[What to produce]
Extract the complete data exactly as given.

Dataset records below:

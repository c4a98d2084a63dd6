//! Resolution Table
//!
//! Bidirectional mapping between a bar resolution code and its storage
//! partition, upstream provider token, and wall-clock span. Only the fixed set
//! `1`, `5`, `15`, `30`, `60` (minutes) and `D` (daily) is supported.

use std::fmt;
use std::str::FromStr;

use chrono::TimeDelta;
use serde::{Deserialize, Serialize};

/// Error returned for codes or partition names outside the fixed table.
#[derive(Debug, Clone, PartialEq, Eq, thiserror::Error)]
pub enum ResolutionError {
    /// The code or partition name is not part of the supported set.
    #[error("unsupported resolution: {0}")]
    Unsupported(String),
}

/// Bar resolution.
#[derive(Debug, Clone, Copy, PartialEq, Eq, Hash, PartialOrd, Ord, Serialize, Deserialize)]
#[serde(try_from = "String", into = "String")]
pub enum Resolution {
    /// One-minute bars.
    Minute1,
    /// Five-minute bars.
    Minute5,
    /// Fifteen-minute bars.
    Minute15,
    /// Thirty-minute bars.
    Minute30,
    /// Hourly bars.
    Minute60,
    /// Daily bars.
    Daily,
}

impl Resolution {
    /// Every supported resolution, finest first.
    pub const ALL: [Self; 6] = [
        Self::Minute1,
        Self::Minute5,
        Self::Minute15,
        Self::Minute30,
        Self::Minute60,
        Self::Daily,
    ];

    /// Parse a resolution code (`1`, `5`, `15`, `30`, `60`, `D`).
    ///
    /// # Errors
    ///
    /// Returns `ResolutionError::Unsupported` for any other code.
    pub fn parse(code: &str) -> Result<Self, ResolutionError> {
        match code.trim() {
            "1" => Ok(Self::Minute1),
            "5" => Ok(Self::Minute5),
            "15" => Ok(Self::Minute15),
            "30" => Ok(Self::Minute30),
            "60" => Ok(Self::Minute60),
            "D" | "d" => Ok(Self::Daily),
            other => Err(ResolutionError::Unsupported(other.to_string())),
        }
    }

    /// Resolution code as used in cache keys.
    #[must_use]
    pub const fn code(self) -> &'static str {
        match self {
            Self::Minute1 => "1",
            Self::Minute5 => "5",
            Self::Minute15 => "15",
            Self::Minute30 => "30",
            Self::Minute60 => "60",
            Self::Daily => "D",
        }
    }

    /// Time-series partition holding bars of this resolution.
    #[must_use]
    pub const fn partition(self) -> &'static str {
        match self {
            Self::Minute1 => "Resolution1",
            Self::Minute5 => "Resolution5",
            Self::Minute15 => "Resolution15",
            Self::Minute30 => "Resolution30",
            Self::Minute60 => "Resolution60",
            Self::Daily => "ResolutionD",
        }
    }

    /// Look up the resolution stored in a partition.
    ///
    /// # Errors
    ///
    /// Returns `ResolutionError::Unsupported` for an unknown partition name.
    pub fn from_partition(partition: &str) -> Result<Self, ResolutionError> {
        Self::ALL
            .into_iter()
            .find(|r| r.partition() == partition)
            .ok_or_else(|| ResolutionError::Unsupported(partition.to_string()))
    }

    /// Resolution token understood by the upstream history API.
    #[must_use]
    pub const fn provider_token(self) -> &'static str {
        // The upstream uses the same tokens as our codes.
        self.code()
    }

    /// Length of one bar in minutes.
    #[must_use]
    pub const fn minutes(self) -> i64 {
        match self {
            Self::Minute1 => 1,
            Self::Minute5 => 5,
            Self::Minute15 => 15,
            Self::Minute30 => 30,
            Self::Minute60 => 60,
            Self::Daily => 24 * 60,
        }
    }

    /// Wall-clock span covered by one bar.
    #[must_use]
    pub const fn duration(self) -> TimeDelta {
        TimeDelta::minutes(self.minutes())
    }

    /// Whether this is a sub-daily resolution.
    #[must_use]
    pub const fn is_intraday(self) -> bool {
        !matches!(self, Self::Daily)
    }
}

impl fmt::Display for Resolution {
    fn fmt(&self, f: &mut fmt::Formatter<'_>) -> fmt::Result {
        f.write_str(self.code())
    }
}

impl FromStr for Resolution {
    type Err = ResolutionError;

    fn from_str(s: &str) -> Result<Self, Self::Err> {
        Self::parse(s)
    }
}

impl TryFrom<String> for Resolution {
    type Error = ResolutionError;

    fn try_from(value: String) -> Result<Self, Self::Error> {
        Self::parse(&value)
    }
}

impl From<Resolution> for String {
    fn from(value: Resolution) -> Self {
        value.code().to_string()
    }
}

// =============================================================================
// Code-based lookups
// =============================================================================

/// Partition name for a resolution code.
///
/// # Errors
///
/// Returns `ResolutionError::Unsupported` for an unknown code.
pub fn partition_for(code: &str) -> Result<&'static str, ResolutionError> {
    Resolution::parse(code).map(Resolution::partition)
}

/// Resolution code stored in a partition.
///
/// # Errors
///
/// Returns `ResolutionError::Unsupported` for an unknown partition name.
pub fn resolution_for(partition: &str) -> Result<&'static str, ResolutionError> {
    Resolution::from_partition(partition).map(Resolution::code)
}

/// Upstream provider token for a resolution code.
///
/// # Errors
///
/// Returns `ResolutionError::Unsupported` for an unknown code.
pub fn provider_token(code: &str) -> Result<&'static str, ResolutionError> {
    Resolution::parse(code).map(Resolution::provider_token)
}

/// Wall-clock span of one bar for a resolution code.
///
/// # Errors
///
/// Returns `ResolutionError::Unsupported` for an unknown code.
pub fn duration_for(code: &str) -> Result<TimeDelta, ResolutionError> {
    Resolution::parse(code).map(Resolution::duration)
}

End of Dataset records.

[Result of the exercise]
repository c4a98d2084a63dd6
//! Resolution Table
//!
//! Bidirectional mapping between a bar resolution code and its storage
//! partition, upstream provider token, and wall-clock span. Only the fixed set
//! `1`, `5`, `15`, `30`, `60` (minutes) and `D` (daily) is supported.

use std::fmt;
use std::str::FromStr;

use chrono::TimeDelta;
use serde::{Deserialize, Serialize};

/// Error returned for codes or partition names outside the fixed table.
#[derive(Debug, Clone, PartialEq, Eq, thiserror::Error)]
pub enum ResolutionError {
    /// The code or partition name is not part of the supported set.
    #[error("unsupported resolution: {0}")]
    Unsupported(String),
}

/// Bar resolution.
#[derive(Debug, Clone, Copy, PartialEq, Eq, Hash, PartialOrd, Ord, Serialize, Deserialize)]
#[serde(try_from = "String", into = "String")]
pub enum Resolution {
    /// One-minute bars.
    Minute1,
    /// Five-minute bars.
    Minute5,
    /// Fifteen-minute bars.
    Minute15,
    /// Thirty-minute bars.
    Minute30,
    /// Hourly bars.
    Minute60,
    /// Daily bars.
    Daily,
}

impl Resolution {
    /// Every supported resolution, finest first.
    pub const ALL: [Self; 6] = [
        Self::Minute1,
        Self::Minute5,
        Self::Minute15,
        Self::Minute30,
        Self::Minute60,
        Self::Daily,
    ];

    /// Parse a resolution code (`1`, `5`, `15`, `30`, `60`, `D`).
    ///
    /// # Errors
    ///
    /// Returns `ResolutionError::Unsupported` for any other code.
    pub fn parse(code: &str) -> Result<Self, ResolutionError> {
        match code.trim() {
            "1" => Ok(Self::Minute1),
            "5" => Ok(Self::Minute5),
            "15" => Ok(Self::Minute15),
            "30" => Ok(Self::Minute30),
            "60" => Ok(Self::Minute60),
            "D" | "d" => Ok(Self::Daily),
            other => Err(ResolutionError::Unsupported(other.to_string())),
        }
    }

    /// Resolution code as used in cache keys.
    #[must_use]
    pub const fn code(self) -> &'static str {
        match self {
            Self::Minute1 => "1",
            Self::Minute5 => "5",
            Self::Minute15 => "15",
            Self::Minute30 => "30",
            Self::Minute60 => "60",
            Self::Daily => "D",
        }
    }

    /// Time-series partition holding bars of this resolution.
    #[must_use]
    pub const fn partition(self) -> &'static str {
        match self {
            Self::Minute1 => "Resolution1",
            Self::Minute5 => "Resolution5",
            Self::Minute15 => "Resolution15",
            Self::Minute30 => "Resolution30",
            Self::Minute60 => "Resolution60",
            Self::Daily => "ResolutionD",
        }
    }

    /// Look up the resolution stored in a partition.
    ///
    /// # Errors
    ///
    /// Returns `ResolutionError::Unsupported` for an unknown partition name.
    pub fn from_partition(partition: &str) -> Result<Self, ResolutionError> {
        Self::ALL
            .into_iter()
            .find(|r| r.partition() == partition)
            .ok_or_else(|| ResolutionError::Unsupported(partition.to_string()))
    }

    /// Resolution token understood by the upstream history API.
    #[must_use]
    pub const fn provider_token(self) -> &'static str {
        // The upstream uses the same tokens as our codes.
        self.code()
    }

    /// Length of one bar in minutes.
    #[must_use]
    pub const fn minutes(self) -> i64 {
        match self {
            Self::Minute1 => 1,
            Self::Minute5 => 5,
            Self::Minute15 => 15,
            Self::Minute30 => 30,
            Self::Minute60 => 60,
            Self::Daily => 24 * 60,
        }
    }

    /// Wall-clock span covered by one bar.
    #[must_use]
    pub const fn duration(self) -> TimeDelta {
        TimeDelta::minutes(self.minutes())
    }

    /// Whether this is a sub-daily resolution.
    #[must_use]
    pub const fn is_intraday(self) -> bool {
        !matches!(self, Self::Daily)
    }
}

impl fmt::Display for Resolution {
    fn fmt(&self, f: &mut fmt::Formatter<'_>) -> fmt::Result {
        f.write_str(self.code())
    }
}

impl FromStr for Resolution {
    type Err = ResolutionError;

    fn from_str(s: &str) -> Result<Self, Self::Err> {
        Self::parse(s)
    }
}

impl TryFrom<String> for Resolution {
    type Error = ResolutionError;

    fn try_from(value: String) -> Result<Self, Self::Error> {
        Self::parse(&value)
    }
}

impl From<Resolution> for String {
    fn from(value: Resolution) -> Self {
        value.code().to_string()
    }
}

// =============================================================================
// Code-based lookups
// =============================================================================

/// Partition name for a resolution code.
///
/// # Errors
///
/// Returns `ResolutionError::Unsupported` for an unknown code.
pub fn partition_for(code: &str) -> Result<&'static str, ResolutionError> {
    Resolution::parse(code).map(Resolution::partition)
}

/// Resolution code stored in a partition.
///
/// # Errors
///
/// Returns `ResolutionError::Unsupported` for an unknown partition name.
pub fn resolution_for(partition: &str) -> Result<&'static str, ResolutionError> {
    Resolution::from_partition(partition).map(Resolution::code)
}

/// Upstream provider token for a resolution code.
///
/// # Errors
///
/// Returns `ResolutionError::Unsupported` for an unknown code.
pub fn provider_token(code: &str) -> Result<&'static str, ResolutionError> {
    Resolution::parse(code).map(Resolution::provider_token)
}

/// Wall-clock span of one bar for a resolution code.
///
/// # Errors
///
/// Returns `ResolutionError::Unsupported` for an unknown code.
pub fn duration_for(code: &str) -> Result<TimeDelta, ResolutionError> {
    Resolution::parse(code).map(Resolution::duration)
}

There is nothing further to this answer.